Another factor that would argue in favor of changing the behavior of abs2 is the following set of logical-sounding conclusions:

  • if x is a real number, then Gray(x) is basically the same thing (other than being a display hint)
  • RGB(Gray(x)) should return RGB(x, x, x), so by the same token RGB(x, x, x) is essentially equivalent to x

Our current scheme has a big gotcha:

julia> x = 0.5
0.5

julia> abs2(x)
0.25

julia> abs2(RGB(x, x, x))
0.75

so we're in a situation where a and b can be equivalent but abs2(a) is very different from abs2(b). If we changed abs2 to behave channelwise, we'd restore consistency. An error would also fix it; we don't object to -1 == -1+0im but having sqrt return an error for just one of them.

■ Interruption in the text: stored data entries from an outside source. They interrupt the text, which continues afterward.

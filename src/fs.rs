//! Static file serving for [`Router::static_files`](crate::Router::static_files).

use std::io;
use std::path::{Component, Path, PathBuf};

use tracing::debug;

use crate::error::Error;
use crate::response::Response;

/// Serves `rel` (the decoded wildcard remainder) from `dir`.
///
/// An empty remainder or a directory serves its `index.html`.
pub(crate) async fn serve(dir: &Path, rel: &str) -> Result<Response, Error> {
    let mut path = resolve(dir, rel).ok_or_else(|| io::Error::from(io::ErrorKind::NotFound))?;

    if tokio::fs::metadata(&path).await?.is_dir() {
        path.push("index.html");
    }
    debug!(path = %path.display(), "serving static file");
    Response::file(path).await
}

/// Joins `rel` onto `dir`, refusing anything that would leave `dir`.
fn resolve(dir: &Path, rel: &str) -> Option<PathBuf> {
    let mut out = dir.to_path_buf();
    for component in Path::new(rel).components() {
        match component {
            Component::Normal(part) => out.push(part),
            Component::CurDir => {}
            Component::ParentDir | Component::RootDir | Component::Prefix(_) => return None,
        }
    }
    Some(out)
}
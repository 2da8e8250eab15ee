//! Handler trait and type erasure.
//!
//! # How async handlers are stored
//!
//! The router holds handlers of *different* types in one table, so each one
//! is hidden behind a trait object (`dyn ErasedHandler`).
//!
//! ```text
//! async fn get_user(ctx: Context) -> String { … }   ← user writes this
//!        ↓ router.get("/users/:id", get_user)
//! get_user.into_boxed_handler()                      ← Handler blanket impl
//!        ↓
//! Arc::new(FnHandler(get_user))                      ← stored as BoxedHandler
//!        ↓
//! handler.call(ctx) at request time                  ← one vtable dispatch
//!        ↓
//! Box::pin(async { get_user(ctx).await.respond(&output) })
//! ```
//!
//! The result is `Result<Response, Error>`: handler errors are not turned
//! into responses here but travel back through the middleware chain to
//! [`Router::dispatch`](crate::Router::dispatch).

use std::future::Future;
use std::pin::Pin;
use std::sync::Arc;

use crate::context::Context;
use crate::error::Error;
use crate::render::Output;
use crate::response::{Responder, Response};

/// A heap-allocated, type-erased future that resolves to a response or an error.
///
/// `Send + 'static` let tokio move the future across threads.
pub type BoxFuture = Pin<Box<dyn Future<Output = Result<Response, Error>> + Send + 'static>>;

/// Internal dispatch interface.
///
/// `#[doc(hidden)] pub` rather than `pub(crate)` because it appears in the
/// return type of the public `Handler` trait's `into_boxed_handler` method.
#[doc(hidden)]
pub trait ErasedHandler {
    fn call(&self, ctx: Context) -> BoxFuture;
}

/// A type-erased handler shared across concurrent requests.
#[doc(hidden)]
pub type BoxedHandler = Arc<dyn ErasedHandler + Send + Sync + 'static>;

/// Implemented for every valid route handler.
///
/// You never implement this yourself. It is satisfied by any `async fn` (or
/// closure returning a future) with the signature:
///
/// ```text
/// async fn name(ctx: Context) -> impl Responder
/// ```
///
/// The trait is sealed: only the blanket impl below can satisfy it.
pub trait Handler: private::Sealed + Send + Sync + 'static {
    #[doc(hidden)]
    fn into_boxed_handler(self) -> BoxedHandler;
}

mod private {
    pub trait Sealed {}
}

impl<F, Fut, R> private::Sealed for F
where
    F: Fn(Context) -> Fut + Send + Sync + 'static,
    Fut: Future<Output = R> + Send + 'static,
    R: Responder + Send + 'static,
{
}

impl<F, Fut, R> Handler for F
where
    F: Fn(Context) -> Fut + Send + Sync + 'static,
    Fut: Future<Output = R> + Send + 'static,
    R: Responder + Send + 'static,
{
    fn into_boxed_handler(self) -> BoxedHandler {
        Arc::new(FnHandler(self))
    }
}

/// Newtype bridging a concrete handler `F` to [`ErasedHandler`].
struct FnHandler<F>(F);

impl<F, Fut, R> ErasedHandler for FnHandler<F>
where
    F: Fn(Context) -> Fut + Send + Sync,
    Fut: Future<Output = R> + Send + 'static,
    R: Responder + Send + 'static,
{
    fn call(&self, ctx: Context) -> BoxFuture {
        // The context moves into the handler; keep what the conversion
        // needs after it returns.
        let renderer = Arc::clone(&ctx.renderer);
        let routes = Arc::clone(&ctx.routes);
        let fut = (self.0)(ctx);
        Box::pin(async move { fut.await.respond(&Output::new(&*renderer, &routes)) })
    }
}
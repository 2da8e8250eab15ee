//! Per-request tracing span.

use std::sync::Arc;
use std::time::Instant;

use tracing::{Instrument, info, info_span, warn};
use uuid::Uuid;

use super::Middleware;
use crate::context::Context;
use crate::handler::BoxFuture;
use crate::middleware::Next;

const REQUEST_ID: &str = "x-request-id";

/// The id of the current request, available to inner layers and handlers.
#[derive(Clone, Debug, PartialEq, Eq)]
pub struct RequestId(pub String);

/// Opens a span with method, uri, remote ip and request id around the rest
/// of the chain, and logs status and latency when the response is ready.
///
/// An incoming `x-request-id` is reused (the proxy usually sets one);
/// otherwise a UUID v4 is generated. The id is echoed on the response.
///
/// Errors from inner layers are turned into responses here, through the
/// router's error handler, so error responses carry the id too. Layers
/// registered before `Trace` therefore see those as `Ok`.
#[derive(Clone, Copy, Debug, Default)]
pub struct Trace;

pub fn trace() -> Trace {
    Trace
}

impl Middleware for Trace {
    fn handle(&self, mut ctx: Context, next: Next) -> BoxFuture {
        let id = ctx
            .header(REQUEST_ID)
            .map(str::to_owned)
            .unwrap_or_else(|| Uuid::new_v4().to_string());
        ctx.extensions_mut().insert(RequestId(id.clone()));
        let errors = Arc::clone(&ctx.errors);

        let remote_ip = ctx.remote_addr().map(|a| a.ip().to_string()).unwrap_or_default();
        let uri = match ctx.raw_query() {
            Some(q) => format!("{}?{q}", ctx.path()),
            None => ctx.path().to_owned(),
        };
        let span = info_span!(
            "request",
            id = %id,
            method = %ctx.method(),
            uri = %uri,
            host = ctx.header("host").unwrap_or_default(),
            remote_ip = %remote_ip,
        );

        Box::pin(
            async move {
                let started = Instant::now();
                let result = next.run(ctx).await;
                let latency_ms = started.elapsed().as_secs_f64() * 1000.0;

                let mut res = match result {
                    Ok(res) => {
                        info!(status = res.status_code().as_u16(), latency_ms, "request completed");
                        res
                    }
                    Err(err) => {
                        warn!(status = err.status().as_u16(), latency_ms, error = %err, "request failed");
                        errors(err)
                    }
                };
                res.push_header(REQUEST_ID, &id);
                Ok(res)
            }
            .instrument(span),
        )
    }
}
//! The demo application: static assets, content negotiation, cookies and a
//! custom context, all wired onto one router.

mod custom;
mod views;

use std::path::PathBuf;
use std::sync::Arc;

use chrono::{Duration, Utc};
use serde::{Deserialize, Serialize};
use tracing::info;

use crate::config::AppConfig;
use crate::context::Context;
use crate::cookie::Cookie;
use crate::error::Error;
use crate::middleware::{BodyLimit, trace};
use crate::render::{Html, Json, Redirect, Template, Xml};
use crate::response::Response;
use crate::router::Router;

pub use custom::{Capabilities, CustomContext, Greeter, custom_context};
pub use views::Views;

const COOKIE_NAME: &str = "username";

/// The record of the JSON, XML and bind routes.
#[derive(Clone, Debug, Deserialize, PartialEq, Eq, Serialize)]
pub struct User {
    pub name: String,
    pub email: String,
}

/// Builds the demo router. Pure construction: nothing is served until the
/// router is handed to [`Server::serve`](crate::Server::serve).
///
/// Fails if the views directory cannot be read or a size in `config` is
/// invalid.
pub fn build_router(config: &AppConfig) -> Result<Router, Error> {
    let limit = config.body_limit_bytes().map_err(|e| Error::Internal(e.to_string()))?;
    let views = Views::load(&config.views_dir)?;
    let image = Arc::new(config.image.clone());
    let redirect_to = Arc::new(config.redirect_to.clone());

    let router = Router::new()
        .with(trace())
        .with(custom_context)
        .with(BodyLimit::new(limit))
        .renderer(views)
        .static_files("/", &config.assets_dir)
        .get("/", index)
        .get("/something", something)
        .named("foobar")
        .get("/json", json)
        .get("/xml", xml)
        .get("/file", {
            let image = Arc::clone(&image);
            move |_: Context| file(Arc::clone(&image))
        })
        .get("/sendStreamFile", move |_: Context| stream_file(Arc::clone(&image)))
        .get("/redirect", move |_: Context| {
            let to = Arc::clone(&redirect_to);
            async move { Redirect::permanent(to.as_str()) }
        })
        .any("/users/*", any_user)
        .get("/users/:id", get_user)
        .get("/show", show)
        .get("/bind/users/:name/:email", bind_user)
        .get("/customContext", custom)
        .get("/writeCookie", write_cookie)
        .get("/readCookie", read_cookie);

    info!(assets = %config.assets_dir.display(), body_limit = limit, "router built");
    Ok(router)
}

fn jon() -> User {
    User { name: "Jon".to_owned(), email: "jon@labstack.com".to_owned() }
}

async fn index(_: Context) -> Html<&'static str> {
    Html("<strong>Hello, World!</strong>")
}

async fn something(_: Context) -> Template {
    Template::new("template.html", serde_json::json!({ "name": "Dolly!" }))
}

async fn json(_: Context) -> Json<User> {
    Json(jon())
}

async fn xml(_: Context) -> Xml<User> {
    Xml(jon())
}

async fn file(image: Arc<PathBuf>) -> Result<Response, Error> {
    Response::file(image.as_path()).await
}

async fn stream_file(image: Arc<PathBuf>) -> Result<Response, Error> {
    Response::stream_file(image.as_path(), "image/jpg").await
}

async fn any_user(_: Context) -> &'static str {
    "any!!"
}

async fn get_user(ctx: Context) -> String {
    ctx.param("id").unwrap_or_default().to_owned()
}

async fn show(ctx: Context) -> String {
    let team = ctx.query("team").unwrap_or_default();
    let member = ctx.query("member").unwrap_or_default();
    format!("team:{team}, member:{member}")
}

async fn bind_user(ctx: Context) -> Result<Json<User>, Error> {
    Ok(Json(ctx.bind::<User>()?))
}

async fn custom(ctx: Context) -> Result<&'static str, Error> {
    let cc = CustomContext::from_context(ctx)?;
    cc.foo();
    cc.bar();
    Ok("OK")
}

async fn write_cookie(_: Context) -> Response {
    let cookie = Cookie::new(COOKIE_NAME, "jon").expires(Utc::now() + Duration::hours(24));
    Response::builder().cookie(&cookie).text("write a cookie")
}

async fn read_cookie(ctx: Context) -> Result<&'static str, Error> {
    // A request without the cookie is the client's mistake: 400 rather than 500.
    let cookie = ctx
        .cookie(COOKIE_NAME)
        .ok_or_else(|| Error::Bind(format!("missing cookie `{COOKIE_NAME}`")))?;
    info!(name = cookie.name(), value = cookie.value(), "cookie read");
    Ok("read a cookie")
}
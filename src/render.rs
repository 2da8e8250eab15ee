//! Content negotiation: typed handler results and the injected renderer.
//!
//! The router only picks the status and content type. Producing the bytes is
//! delegated: `serde_json` for [`Json`], `quick-xml` for [`Xml`], and the
//! [`Renderer`] installed with [`Router::renderer`](crate::Router::renderer)
//! for [`Template`]. Any failure there is an [`Error::Encoding`].

use http::StatusCode;
use serde::Serialize;

use crate::error::Error;
use crate::response::{ContentType, Responder, Response};
use crate::router::Routes;

/// Turns a named template and its data into a document.
///
/// The router treats it as a black box: it either returns the rendered body
/// or an error, usually [`Error::Encoding`]. `routes` lets templates link to
/// named routes with [`Routes::reverse`].
pub trait Renderer: Send + Sync + 'static {
    fn render(&self, name: &str, data: &serde_json::Value, routes: &Routes) -> Result<String, Error>;
}

/// Placeholder used until an application installs a real renderer.
pub(crate) struct NoRenderer;

impl Renderer for NoRenderer {
    fn render(&self, name: &str, _: &serde_json::Value, _: &Routes) -> Result<String, Error> {
        Err(Error::Encoding(format!("no renderer installed for template `{name}`")))
    }
}

/// What a [`Responder`] can draw on besides itself: the installed renderer
/// and the router's named routes.
pub struct Output<'a> {
    renderer: &'a dyn Renderer,
    routes: &'a Routes,
}

impl<'a> Output<'a> {
    pub(crate) fn new(renderer: &'a dyn Renderer, routes: &'a Routes) -> Self {
        Self { renderer, routes }
    }

    pub fn render(&self, name: &str, data: &serde_json::Value) -> Result<String, Error> {
        self.renderer.render(name, data, self.routes)
    }

    pub fn routes(&self) -> &Routes {
        self.routes
    }
}

/// A value encoded as JSON.
pub struct Json<T>(pub T);

impl<T: Serialize> Responder for Json<T> {
    fn respond(self, _: &Output<'_>) -> Result<Response, Error> {
        let body = serde_json::to_vec(&self.0).map_err(|e| Error::Encoding(e.to_string()))?;
        Ok(Response::json(body))
    }
}

/// A value encoded as XML; the root element is named after the type.
pub struct Xml<T>(pub T);

impl<T: Serialize> Responder for Xml<T> {
    fn respond(self, _: &Output<'_>) -> Result<Response, Error> {
        let body = quick_xml::se::to_string(&self.0).map_err(|e| Error::Encoding(e.to_string()))?;
        Ok(Response::builder().bytes(ContentType::Xml, body.into_bytes()))
    }
}

/// An HTML document, sent as is.
pub struct Html<S>(pub S);

impl<S: Into<String>> Responder for Html<S> {
    fn respond(self, _: &Output<'_>) -> Result<Response, Error> {
        Ok(Response::html(self.0))
    }
}

/// A named template rendered by the injected [`Renderer`].
pub struct Template {
    status: StatusCode,
    name: String,
    data: serde_json::Value,
}

impl Template {
    pub fn new(name: impl Into<String>, data: serde_json::Value) -> Self {
        Self { status: StatusCode::OK, name: name.into(), data }
    }

    pub fn status(mut self, status: StatusCode) -> Self {
        self.status = status;
        self
    }
}

impl Responder for Template {
    fn respond(self, out: &Output<'_>) -> Result<Response, Error> {
        let body = out.render(&self.name, &self.data)?;
        Ok(Response::builder().status(self.status).bytes(ContentType::Html, body.into_bytes()))
    }
}

/// Redirect instruction.
pub struct Redirect {
    status: StatusCode,
    location: String,
}

impl Redirect {
    /// `301 Moved Permanently`.
    pub fn permanent(location: impl Into<String>) -> Self {
        Self { status: StatusCode::MOVED_PERMANENTLY, location: location.into() }
    }

    /// `302 Found`.
    pub fn to(location: impl Into<String>) -> Self {
        Self { status: StatusCode::FOUND, location: location.into() }
    }
}

impl Responder for Redirect {
    fn respond(self, _: &Output<'_>) -> Result<Response, Error> {
        Ok(Response::redirect(self.status, &self.location))
    }
}

#[cfg(test)]
mod tests {
    use serde::Deserialize;

    use super::*;

    #[derive(Debug, Deserialize, PartialEq, Serialize)]
    struct User {
        name: String,
        email: String,
    }

    fn jon() -> User {
        User { name: "Jon".into(), email: "jon@labstack.com".into() }
    }

    fn respond(r: impl Responder) -> Result<Response, Error> {
        r.respond(&Output::new(&NoRenderer, &Routes::default()))
    }

    #[tokio::test]
    async fn json_round_trips() {
        let res = respond(Json(jon())).unwrap();
        assert_eq!(res.header("content-type"), Some("application/json"));

        let body = res.into_bytes().await.unwrap();
        assert_eq!(serde_json::from_slice::<User>(&body).unwrap(), jon());
    }

    #[tokio::test]
    async fn xml_round_trips() {
        let res = respond(Xml(jon())).unwrap();
        assert_eq!(res.header("content-type"), Some("application/xml"));

        let body = res.into_bytes().await.unwrap();
        let xml = std::str::from_utf8(&body).unwrap();
        assert_eq!(xml, "<User><name>Jon</name><email>jon@labstack.com</email></User>");
        assert_eq!(quick_xml::de::from_str::<User>(xml).unwrap(), jon());
    }

    #[test]
    fn template_without_renderer_is_an_encoding_error() {
        let err = respond(Template::new("template.html", serde_json::json!({}))).unwrap_err();
        assert!(matches!(err, Error::Encoding(_)));
    }

    #[test]
    fn redirect_kinds() {
        let res = respond(Redirect::permanent("https://www.inter.it/jp")).unwrap();
        assert_eq!(res.status_code(), StatusCode::MOVED_PERMANENTLY);

        let res = respond(Redirect::to("/")).unwrap();
        assert_eq!(res.status_code(), StatusCode::FOUND);
        assert_eq!(res.header("location"), Some("/"));
    }
}
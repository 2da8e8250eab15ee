//! Route patterns: `/users/:id`, `/static/*`.
//!
//! A pattern is a sequence of segments separated by `/`:
//!
//! | Segment | Matches |
//! |---|---|
//! | `users` | exactly `users` |
//! | `:id`   | any single non-empty segment, bound as `id` |
//! | `*`     | the rest of the path, zero or more segments (last segment only) |
//!
//! Literal and named segments are handed to `matchit` in its own `{name}`
//! syntax. Wildcard patterns are matched here, segment by segment, because
//! they must also accept an empty remainder (`/users/*` matches `/users`).

use std::cmp::Ordering;
use std::sync::Arc;

use crate::error::Error;

/// Parameter key under which a wildcard's remainder is stored.
pub(crate) const WILDCARD: &str = "*";

#[derive(Clone, Debug, Eq, PartialEq)]
pub(crate) enum Segment {
    Literal(String),
    Named(String),
}

#[derive(Clone, Debug)]
pub(crate) struct Pattern {
    source: Arc<str>,
    segments: Vec<Segment>,
    wildcard: bool,
}

impl Pattern {
    pub(crate) fn parse(source: &str) -> Result<Self, Error> {
        let invalid = |reason: &str| Error::InvalidRoute {
            pattern: source.to_owned(),
            reason: reason.to_owned(),
        };

        let rest = source.strip_prefix('/').ok_or_else(|| invalid("must start with `/`"))?;
        let raw: Vec<&str> = rest.split('/').collect();

        let mut segments = Vec::with_capacity(raw.len());
        let mut wildcard = false;

        for (i, seg) in raw.iter().enumerate() {
            if *seg == WILDCARD {
                if i + 1 != raw.len() {
                    return Err(invalid("`*` must be the last segment"));
                }
                wildcard = true;
            } else if let Some(name) = seg.strip_prefix(':') {
                if name.is_empty() || !name.chars().all(|c| c.is_ascii_alphanumeric() || c == '_' || c == '-') {
                    return Err(invalid("parameter names must be non-empty [A-Za-z0-9_-]"));
                }
                if segments.contains(&Segment::Named(name.to_owned())) {
                    return Err(invalid("duplicate parameter name"));
                }
                segments.push(Segment::Named(name.to_owned()));
            } else {
                segments.push(Segment::Literal((*seg).to_owned()));
            }
        }

        Ok(Self { source: Arc::from(source), segments, wildcard })
    }

    pub(crate) fn source(&self) -> &Arc<str> {
        &self.source
    }

    pub(crate) fn is_wildcard(&self) -> bool {
        self.wildcard
    }

    /// Number of segments before the wildcard; longer prefixes are more specific.
    pub(crate) fn prefix_len(&self) -> usize {
        self.segments.len()
    }

    /// Whether both patterns match exactly the same paths, parameter names aside.
    pub(crate) fn same_shape(&self, other: &Pattern) -> bool {
        self.wildcard == other.wildcard
            && self.segments.len() == other.segments.len()
            && self.segments.iter().zip(&other.segments).all(|pair| match pair {
                (Segment::Literal(a), Segment::Literal(b)) => a == b,
                (Segment::Named(_), Segment::Named(_)) => true,
                _ => false,
            })
    }

    /// Orders wildcard patterns most specific first: longer prefixes, then a
    /// literal before a parameter at the first segment where they differ.
    pub(crate) fn specificity(&self, other: &Pattern) -> Ordering {
        other.prefix_len().cmp(&self.prefix_len()).then_with(|| {
            self.segments
                .iter()
                .zip(&other.segments)
                .map(|pair| match pair {
                    (Segment::Literal(_), Segment::Named(_)) => Ordering::Less,
                    (Segment::Named(_), Segment::Literal(_)) => Ordering::Greater,
                    _ => Ordering::Equal,
                })
                .find(|o| o.is_ne())
                .unwrap_or(Ordering::Equal)
        })
    }

    /// The route in `matchit` syntax. Only meaningful for non-wildcard patterns.
    pub(crate) fn to_tree_path(&self) -> String {
        let mut out = String::with_capacity(self.source.len() + 8);
        for seg in &self.segments {
            out.push('/');
            match seg {
                Segment::Literal(lit) => out.push_str(&lit.replace('{', "{{").replace('}', "}}")),
                Segment::Named(name) => {
                    out.push('{');
                    out.push_str(name);
                    out.push('}');
                }
            }
        }
        if out.is_empty() {
            out.push('/');
        }
        out
    }

    /// Matches a wildcard pattern against a raw request path, returning the
    /// raw (still percent-encoded) parameters, remainder included.
    pub(crate) fn match_wildcard(&self, path: &str) -> Option<Vec<(String, String)>> {
        debug_assert!(self.wildcard);
        let rest = path.strip_prefix('/')?;
        let mut parts = rest.split('/');
        let mut params = Vec::new();

        for seg in &self.segments {
            let part = parts.next()?;
            match seg {
                Segment::Literal(lit) if lit == part => {}
                Segment::Literal(_) => return None,
                Segment::Named(_) if part.is_empty() => return None,
                Segment::Named(name) => params.push((name.clone(), part.to_owned())),
            }
        }

        let remainder = parts.collect::<Vec<_>>().join("/");
        params.push((WILDCARD.to_owned(), remainder));
        Some(params)
    }

    /// Builds a concrete path, filling parameters (and the wildcard) in order.
    pub(crate) fn reverse(&self, values: &[&str]) -> Option<String> {
        let mut values = values.iter();
        let mut out = String::new();

        for seg in &self.segments {
            out.push('/');
            match seg {
                Segment::Literal(lit) => out.push_str(lit),
                Segment::Named(_) => out.push_str(values.next()?),
            }
        }
        if self.wildcard {
            out.push('/');
            out.push_str(values.next().copied().unwrap_or(""));
        }
        if out.is_empty() {
            out.push('/');
        }
        Some(out)
    }
}

#[cfg(test)]
mod tests {
    use super::*;

    #[test]
    fn translates_named_segments_for_the_tree() {
        let p = Pattern::parse("/bind/users/:name/:email").unwrap();
        assert_eq!(p.to_tree_path(), "/bind/users/{name}/{email}");
        assert!(!p.is_wildcard());

        assert_eq!(Pattern::parse("/").unwrap().to_tree_path(), "/");
        assert_eq!(Pattern::parse("/a{b}").unwrap().to_tree_path(), "/a{{b}}");
    }

    #[test]
    fn rejects_malformed_patterns() {
        for bad in ["users", "/a/*/b", "/:", "/:a/:a", "/:na me"] {
            assert!(
                matches!(Pattern::parse(bad), Err(Error::InvalidRoute { .. })),
                "{bad} should be rejected",
            );
        }
    }

    #[test]
    fn wildcard_matches_empty_and_multi_segment_remainders() {
        let p = Pattern::parse("/users/*").unwrap();
        assert_eq!(p.prefix_len(), 1);

        let rest = |path| p.match_wildcard(path).map(|ps| ps.last().unwrap().1.clone());
        assert_eq!(rest("/users").as_deref(), Some(""));
        assert_eq!(rest("/users/").as_deref(), Some(""));
        assert_eq!(rest("/users/a").as_deref(), Some("a"));
        assert_eq!(rest("/users/a/b/c").as_deref(), Some("a/b/c"));
        assert_eq!(rest("/usersx"), None);
        assert_eq!(rest("/"), None);
    }

    #[test]
    fn wildcard_prefix_binds_named_segments() {
        let p = Pattern::parse("/files/:owner/*").unwrap();
        let params = p.match_wildcard("/files/jon/a/b.txt").unwrap();
        assert_eq!(params, vec![
            ("owner".to_owned(), "jon".to_owned()),
            ("*".to_owned(), "a/b.txt".to_owned()),
        ]);
        assert!(p.match_wildcard("/files//a").is_none());
    }

    #[test]
    fn root_wildcard_matches_everything() {
        let p = Pattern::parse("/*").unwrap();
        assert!(p.match_wildcard("/").is_some());
        assert!(p.match_wildcard("/css/site.css").is_some());
    }

    #[test]
    fn shape_ignores_parameter_names() {
        let parse = |s| Pattern::parse(s).unwrap();
        assert!(parse("/a/:x/*").same_shape(&parse("/a/:y/*")));
        assert!(!parse("/a/:x/*").same_shape(&parse("/a/b/*")));
        assert!(!parse("/a/:x/*").same_shape(&parse("/a/:x")));
        assert!(!parse("/a/*").same_shape(&parse("/a/:x/*")));
    }

    #[test]
    fn literals_are_more_specific_than_parameters() {
        let parse = |s| Pattern::parse(s).unwrap();
        let public = parse("/files/public/*");
        let owner = parse("/files/:owner/*");

        assert_eq!(public.specificity(&owner), Ordering::Less);
        assert_eq!(owner.specificity(&public), Ordering::Greater);
        assert_eq!(parse("/files/*").specificity(&owner), Ordering::Greater);
        assert_eq!(owner.specificity(&parse("/files/:id/*")), Ordering::Equal);
    }

    #[test]
    fn reverse_fills_parameters_in_order() {
        let p = Pattern::parse("/bind/users/:name/:email").unwrap();
        assert_eq!(p.reverse(&["jon", "jon@x.com"]).as_deref(), Some("/bind/users/jon/jon@x.com"));
        assert_eq!(p.reverse(&["jon"]), None);

        assert_eq!(Pattern::parse("/something").unwrap().reverse(&[]).as_deref(), Some("/something"));
        assert_eq!(Pattern::parse("/users/*").unwrap().reverse(&["a/b"]).as_deref(), Some("/users/a/b"));
    }
}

Result types from arithmetic (#38)

I originally designed the rules to be inspired to unitful arithmetic. However, most others who have commented seem to expect that colors will be "poisoning" in much the same way that NaN is poisoning in arithmetic. (#38 (comment) as well as the OP in #38).

Given that we support Gray(0.1)^2 and there is no type encoding Gray^2, I now think the poisoning metaphor is overall the better choice.

I suspect there is one interesting exception to the poisoning rule, however, which comes from linear algebra:

julia> v = SVector((0.2, 0.1, 0.8))
3-element SArray{Tuple{3},Float64,1,3} with indices SOneTo(3):
 0.2
 0.1
 0.8

julia> u = SVector((0.1, 0.2, 0.8))
3-element SArray{Tuple{3},Float64,1,3} with indices SOneTo(3):
 0.1
 0.2
 0.8

julia> u \ v
0.9855072463768115

Note the returned value is a scalar, not an SVector{3}. (The value minimizes norm(α*u - v) for real-valued α.) Should we define \ for Gray and RGB? / cannot be defined for RGB (EDIT: in the denominator), but it can for Gray; should Gray(0.2) / Gray(0.1) likewise be "colorless"? That is a little bit more like the unitful design. Is that a good thing, or would that be annoying?